Bangun dari mimpi buruk! hadapi hari dengan penuh semangat, tubuh yang bugar membangun kekuatan hati dan pikiran semakin jernih, karna kekuatan hati dan keyakinan itu tumbuh jika kita sadar bahwa hidup bukan di atur diri orang lain, akan tetapi oleh diri kita sendiri asal kita mampu mengendalikan napsu dan akal sehat, dan kita mampu meyakinkan diri kita bahwa hidup kedepannya yang paling berharga karna kita tidak tau apa yang akan terjadi di masa mendatang.
Matahari menyingsing masuk melalui celah-celah ruang, aktifitas pagi akan di mulai kembali cerita baru yang akan mengubah cerita sebelumnya.
Seorang wanita single parent yang menjalankan hidup selalu apa adanya pagi itu keadaannya tak seperti hari kemarin yang terlihat muram durja karna sepasang mata melihat suatu hal yang sama sekali tak di harapkan setiap yang dilihat sepasang mata maka hati akan bicara lalu otak mulai bekerja dengan berpikir tentang apa yang di lihat.

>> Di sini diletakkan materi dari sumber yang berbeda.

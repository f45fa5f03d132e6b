//! Stateful FTP client: owns the control connection and issues commands.
//!
//! Lifecycle: `connect()` → optional AUTH TLS → authenticate → FEAT →
//! `TYPE I` → PWD (home directory). After that the client only needs
//! to create directories, store files and quit.

use crate::ftp::connection;
use crate::ftp::error::{FtpError, FtpResult};
use crate::ftp::protocol::FtpCodec;
use crate::ftp::tls;
use crate::ftp::transfer::{self, DataStream, PassiveMode};
use crate::ftp::types::*;
use chrono::Utc;
use log::{debug, info};
use std::path::Path;
use std::time::Duration;
use tokio::fs;
use tokio::io::AsyncReadExt;
use tokio_rustls::TlsConnector;
use uuid::Uuid;

/// Chunk size for streaming uploads (64 KiB).
const UPLOAD_CHUNK: usize = 65_536;

/// A connected FTP client session.
pub struct FtpClient {
    pub config: FtpConnectionConfig,
    pub info: FtpSessionInfo,
    pub features: ServerFeatures,
    codec: Option<FtpCodec>,
    tls: Option<TlsConnector>,
}

impl FtpClient {
    /// Establish and authenticate a new session.
    pub async fn connect(config: FtpConnectionConfig) -> FtpResult<Self> {
        if config.host.is_empty() {
            return Err(FtpError::invalid_config("Host must not be empty"));
        }

        let session_id = Uuid::new_v4().to_string();
        let (mut codec, banner) = connection::connect(&config).await?;
        debug!("FTP {} banner: {}", config.address(), banner.text());

        // ── Explicit FTPS: AUTH TLS ──────────────────────────────
        let mut tls = None;
        if config.security.is_secure() {
            let resp = codec.execute("AUTH TLS").await?;
            if resp.code != 234 {
                return Err(FtpError::tls_failed(format!(
                    "AUTH TLS rejected: {}",
                    resp.text()
                )));
            }
            let connector = tls::build_tls_connector(config.accept_invalid_certs)?;
            let tcp = codec.into_plain_tcp()?;
            let stream = tls::handshake(&connector, &config.host, tcp, "Control channel").await?;
            codec = FtpCodec::from_tls(stream);
            codec.expect_ok("PBSZ 0").await?;
            codec.expect_ok("PROT P").await?;
            tls = Some(connector);
        }

        // ── Authenticate ─────────────────────────────────────────
        let user_resp = codec.execute(&format!("USER {}", config.username)).await?;
        if user_resp.code == 331 {
            let pass_resp = codec.execute(&format!("PASS {}", config.password)).await?;
            if pass_resp.code / 100 != 2 {
                return Err(FtpError::auth_failed(format!(
                    "Login failed: {}",
                    pass_resp.text()
                ))
                .with_code(pass_resp.code));
            }
        } else if user_resp.code / 100 != 2 {
            return Err(FtpError::auth_failed(format!(
                "USER rejected: {}",
                user_resp.text()
            ))
            .with_code(user_resp.code));
        }

        // ── FEAT ─────────────────────────────────────────────────
        let features = match codec.execute("FEAT").await {
            Ok(r) if r.code / 100 == 2 => ServerFeatures::from_feat_reply(&r),
            _ => ServerFeatures::default(),
        };
        if features.utf8 {
            let _ = codec.execute("OPTS UTF8 ON").await;
        }

        codec.expect_ok("TYPE I").await?;
        let home = match codec.expect_ok("PWD").await {
            Ok(r) => parse_quoted_path(&r.text()).unwrap_or_else(|| "/".into()),
            Err(_) => "/".into(),
        };

        info!(
            "FTP session {} connected to {} as {} (tls: {})",
            session_id,
            config.address(),
            config.username,
            tls.is_some()
        );

        let info = FtpSessionInfo {
            id: session_id,
            host: config.host.clone(),
            home_directory: home,
            connected_at: Utc::now(),
            bytes_uploaded: 0,
            files_stored: 0,
        };

        Ok(Self {
            config,
            info,
            features,
            codec: Some(codec),
            tls,
        })
    }

    fn codec(&mut self) -> FtpResult<&mut FtpCodec> {
        self.codec
            .as_mut()
            .ok_or_else(|| FtpError::disconnected("Session already closed"))
    }

    /// Resolve a remote path against the login directory.
    pub fn absolute_remote(&self, path: &str) -> String {
        if path.starts_with('/') {
            path.to_string()
        } else {
            join_remote(&self.info.home_directory, path)
        }
    }

    // ─── MKD ─────────────────────────────────────────────────────

    /// Create a directory and all missing parents.
    ///
    /// FTP has no `mkdir -p`, so every component is probed with CWD and
    /// created with MKD when the probe fails. Existing directories are
    /// not an error. The working directory is restored afterwards.
    pub async fn mkdir_all(&mut self, path: &str) -> FtpResult<()> {
        let target = self.absolute_remote(path);
        let home = self.info.home_directory.clone();
        let codec = self.codec()?;

        let mut current = String::from("/");
        for component in target.split('/').filter(|c| !c.is_empty() && *c != ".") {
            current = join_remote(&current, component);

            let cwd = codec.execute(&format!("CWD {}", current)).await?;
            if cwd.code / 100 == 2 {
                continue;
            }
            let mkd = codec.execute(&format!("MKD {}", current)).await?;
            if mkd.code / 100 == 2 {
                debug!("Created remote directory {}", current);
                continue;
            }
            // Lost a race with another client, or the server hides the
            // directory from CWD until it exists: re-probe before failing.
            let recheck = codec.execute(&format!("CWD {}", current)).await?;
            if recheck.code / 100 != 2 {
                return Err(FtpError::from_reply(mkd.code, &mkd.text()));
            }
        }

        codec.expect_ok(&format!("CWD {}", home)).await?;
        Ok(())
    }

    // ─── STOR ────────────────────────────────────────────────────

    /// Upload a local file to `remote_path`, replacing any existing file.
    ///
    /// Returns the number of bytes sent.
    pub async fn upload(&mut self, local_path: &Path, remote_path: &str) -> FtpResult<u64> {
        let target = self.absolute_remote(remote_path);
        let mut file = fs::File::open(local_path).await.map_err(|e| {
            FtpError::io_error(format!("Cannot open {}: {}", local_path.display(), e))
        })?;

        let mut ds = self.open_data_channel().await?;
        let codec = self.codec()?;
        let resp = codec.execute(&format!("STOR {}", target)).await?;
        if !resp.is_preliminary() && resp.code / 100 != 2 {
            return Err(FtpError::from_reply(resp.code, &resp.text()));
        }

        let mut buf = vec![0u8; UPLOAD_CHUNK];
        let mut sent = 0u64;
        loop {
            let n = file.read(&mut buf).await?;
            if n == 0 {
                break;
            }
            ds.write_all(&buf[..n]).await?;
            sent += n as u64;
        }
        ds.finish().await?;

        // 226 Transfer complete
        if resp.is_preliminary() {
            let done = codec.read_response().await?;
            if done.code / 100 != 2 {
                return Err(FtpError::from_reply(done.code, &done.text()));
            }
        }

        self.info.bytes_uploaded += sent;
        self.info.files_stored += 1;
        debug!("Stored {} ({} bytes)", target, sent);
        Ok(sent)
    }

    async fn open_data_channel(&mut self) -> FtpResult<DataStream> {
        let mode = if self.config.prefer_epsv && self.features.epsv {
            PassiveMode::Epsv
        } else {
            PassiveMode::Pasv
        };
        let host = self.config.host.clone();
        let timeout = Duration::from_secs(self.config.data_timeout_sec);
        let tls = self.tls.clone();
        let codec = self.codec()?;
        transfer::open_data_channel(codec, mode, &host, tls.as_ref(), timeout).await
    }

    // ─── QUIT ────────────────────────────────────────────────────

    /// Gracefully close the session. Safe to call more than once.
    pub async fn quit(&mut self) -> FtpResult<()> {
        if let Some(mut codec) = self.codec.take() {
            let _ = codec.execute("QUIT").await;
            info!(
                "FTP session {} closed: {}",
                self.info.id,
                self.info.summary(Utc::now())
            );
        }
        Ok(())
    }

    pub fn is_connected(&self) -> bool {
        self.codec.is_some()
    }
}

// ─── Helpers ─────────────────────────────────────────────────────────

/// Join two remote path fragments with exactly one `/` between them.
fn join_remote(base: &str, rest: &str) -> String {
    let rest = rest.trim_start_matches('/');
    if base.ends_with('/') {
        format!("{}{}", base, rest)
    } else {
        format!("{}/{}", base, rest)
    }
}

/// Parse `257 "/some/path" ...` into the path string.
fn parse_quoted_path(text: &str) -> Option<String> {
    let start = text.find('"')?;
    let end = text[start + 1..].find('"')?;
    Some(text[start + 1..start + 1 + end].to_string())
}

#[cfg(test)]
mod tests {
    use super::*;

    #[test]
    fn quoted_path() {
        assert_eq!(
            parse_quoted_path("257 \"/home/deploy\" is current directory").as_deref(),
            Some("/home/deploy")
        );
        assert_eq!(parse_quoted_path("257 no quotes"), None);
    }

    #[test]
    fn remote_join() {
        assert_eq!(join_remote("/", "site"), "/site");
        assert_eq!(join_remote("/home/u", "site/a"), "/home/u/site/a");
        assert_eq!(join_remote("/home/u/", "/site"), "/home/u/site");
    }
}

Klara kini terlihat lebih berbeda klara akan memulai rutinitasnya di luar rumah klara hendak ke rumah produksi perfilman yang akan mengontraknya untuk bermain di flm yang sudah di siapkan untuknya atas tawaran bu laras yang tak lain orang suruhan bu sapira sang pemilik PH.
Hari itu klara hendak menemui bu saphira dan telah membut janji, bi siti tersenyum melihat klara yang kembali bersemangat, sedangkan intan hari itu akan di bawa bu karina ke prancis bersama pak anggara untuk memenuhi undang pernikahan putra koleganya disana, bu karina pun sudah tau jika klara mendapat tawaran main film, pagi itu klara nampak sibuk memepersiapkan segalanya dari mulai perlengkapan intan yang mau di bawa ke perancis dan juga keperluannya sendiri.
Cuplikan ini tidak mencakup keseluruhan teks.